Костя встал, плотно закрыл дверь в комнату и отворил форточку. Старая рама громко скрипнула, а шум дождя сделался отчетливее. Прикурив папиросу, он лег обратно, поставил тяжелую пепельницу себе на грудь. Элеонора крепче прильнула к теплому боку и натянула одеяло до самых ушей.

– Сейчас, Лелечка, покурю и закрою.

– А если бы я запретила?

Костя глухо засмеялся:

– Ты бы так не сделала.

– Ну а вдруг? Вдруг бы решила, что безопасность нашего сына важнее? Это ведь тоже достойная позиция.

– Конечно, Лелечка. Только мир полетит в тартарары, если все руки помощи вдруг разомкнутся. Ведь он держится именно на них, а не на китах и черепахе, и тем более не на каких-то там столпах власти и великих вождях.

– Ты давай потише.

– Ну уж если с собственной женой нельзя по душам поговорить, то и жить незачем тогда.

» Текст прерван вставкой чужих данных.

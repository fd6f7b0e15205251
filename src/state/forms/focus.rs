//! Keyboard focus ring for the contact form

use super::field::{Field, TextField};
use super::FocusTarget;

/// Everything on the form that can hold keyboard focus
#[derive(Debug, Clone, Copy, PartialEq, Eq)]
pub enum FocusSlot {
    Input(Field),
    SubmitButton,
    ClearButton,
}

impl FocusSlot {
    /// Focus order, top to bottom
    pub const ORDER: [FocusSlot; 6] = [
        FocusSlot::Input(Field::Name),
        FocusSlot::Input(Field::Email),
        FocusSlot::Input(Field::Phone),
        FocusSlot::Input(Field::Terms),
        FocusSlot::SubmitButton,
        FocusSlot::ClearButton,
    ];

    fn index(self) -> usize {
        Self::ORDER
            .iter()
            .position(|slot| *slot == self)
            .unwrap_or(0)
    }

    pub fn text_field(self) -> Option<TextField> {
        match self {
            FocusSlot::Input(field) => TextField::try_from(field).ok(),
            _ => None,
        }
    }
}

/// Focus position on the form. `None` means nothing is focused, which is
/// where a successful submit leaves the form.
#[derive(Debug, Clone, Default)]
pub struct FocusRing {
    active: Option<usize>,
}

impl FocusRing {
    pub fn new() -> Self {
        Self { active: Some(0) }
    }

    pub fn current(&self) -> Option<FocusSlot> {
        self.active.map(|i| FocusSlot::ORDER[i])
    }

    pub fn focus(&mut self, slot: FocusSlot) {
        self.active = Some(slot.index());
    }

    pub fn clear(&mut self) {
        self.active = None;
    }

    pub fn is_focused(&self, slot: FocusSlot) -> bool {
        self.current() == Some(slot)
    }

    /// Move forward, wrapping. With nothing focused this starts at the top.
    pub fn next_field(&mut self) {
        let count = FocusSlot::ORDER.len();
        self.active = Some(self.active.map_or(0, |current| (current + 1) % count));
    }

    /// Move backward, wrapping. With nothing focused this starts at the bottom.
    pub fn prev_field(&mut self) {
        let last = FocusSlot::ORDER.len() - 1;
        self.active = Some(match self.active {
            None | Some(0) => last,
            Some(current) => current - 1,
        });
    }

    /// Apply the engine's post-submit hint. The first invalid field in
    /// focus order wins.
    pub fn apply(&mut self, target: &FocusTarget) {
        match target {
            FocusTarget::Clear => self.clear(),
            FocusTarget::Invalid(fields) => {
                if let Some(slot) = FocusSlot::ORDER
                    .into_iter()
                    .find(|slot| matches!(slot, FocusSlot::Input(f) if fields.contains(f)))
                {
                    self.focus(slot);
                }
            }
        }
    }
}
//! Transient status message with a fade-out animation

use std::time::{Duration, Instant};

/// Visual tone of a snackbar
#[derive(Debug, Clone, Copy, PartialEq, Eq)]
pub enum SnackbarKind {
    Info,
    Success,
    Error,
}

/// A short message shown at the bottom of the form
#[derive(Debug, Clone)]
pub struct Snackbar {
    pub message: String,
    pub kind: SnackbarKind,
    /// When the snackbar was shown
    pub shown_at: Instant,
    /// Total time on screen, including the fade
    pub duration: Duration,
}

impl Snackbar {
    /// Duration of the fade-out at the end of the snackbar's life
    const FADE_DURATION: Duration = Duration::from_millis(400);

    pub fn new(message: impl Into<String>, kind: SnackbarKind, duration: Duration) -> Self {
        Self {
            message: message.into(),
            kind,
            shown_at: Instant::now(),
            duration,
        }
    }

    pub fn is_expired(&self) -> bool {
        self.is_expired_at(Instant::now())
    }

    fn is_expired_at(&self, now: Instant) -> bool {
        now.saturating_duration_since(self.shown_at) >= self.duration
    }

    /// Opacity in `0.0..=1.0`; stays at 1.0 until the fade window starts
    pub fn opacity(&self) -> f32 {
        self.opacity_at(Instant::now())
    }

    fn opacity_at(&self, now: Instant) -> f32 {
        let elapsed = now.saturating_duration_since(self.shown_at);
        let fade = Self::FADE_DURATION.min(self.duration);
        let fade_start = self.duration - fade;
        if elapsed >= self.duration {
            return 0.0;
        }
        if elapsed <= fade_start {
            return 1.0;
        }
        let progress = (elapsed - fade_start).as_secs_f32() / fade.as_secs_f32();
        1.0 - simple_easing::cubic_in(progress.clamp(0.0, 1.0))
    }

    /// Whether the snackbar is far enough into its fade to render dimmed
    pub fn is_fading(&self) -> bool {
        self.opacity() < 0.5
    }
}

Огонек папиросы разгорелся, в его свете проявился Костин крючковатый нос и тонкие губы злодея, которые по какому-то недоразумению достались самому доброму в мире человеку.

– Хочешь, принесу тебе чайку? – спросил Костя, с силой вдавливая окурок в железное дно пепельницы. – А то я наслаждаюсь, а ты лежишь…

– Принеси, только брюки надень. И тихонько там, не разбуди соседей. Марья Степановна, конечно, принципиально не смешивает бытовые и служебные вопросы, но на практике лучше этот тезис не проверять.

– Ладно, ладно. Пойду в штанах.

Осторожно ступая, Костя ушел в кухню, а Элеонора взбила подушки и задумалась. Можно еще сказать «нет», Костя поймет. Ради сына он готов на все, даже на предательство. В конце концов, у Тамары Петровны есть и другие ученики, и многие из них имеют основания считаться таковыми гораздо больше доктора Воинова, который только прослушал спецкурс, побывал на нескольких операциях, и порой заходил к Холоденко за советом. Многие из этих учеников занимают более высокие посты, чем Костя (будем считать, что по своим заслугам), и возможности их гораздо выше, например, заместитель наркома здравоохранения одним звонком может восстановить в институте любую студентку, даже самую нерадивую или самых голубых кровей. И если уж на то пошло и мир держится на руках помощи, то кто помогал ей самой, когда она так в этом нуждалась? Кто?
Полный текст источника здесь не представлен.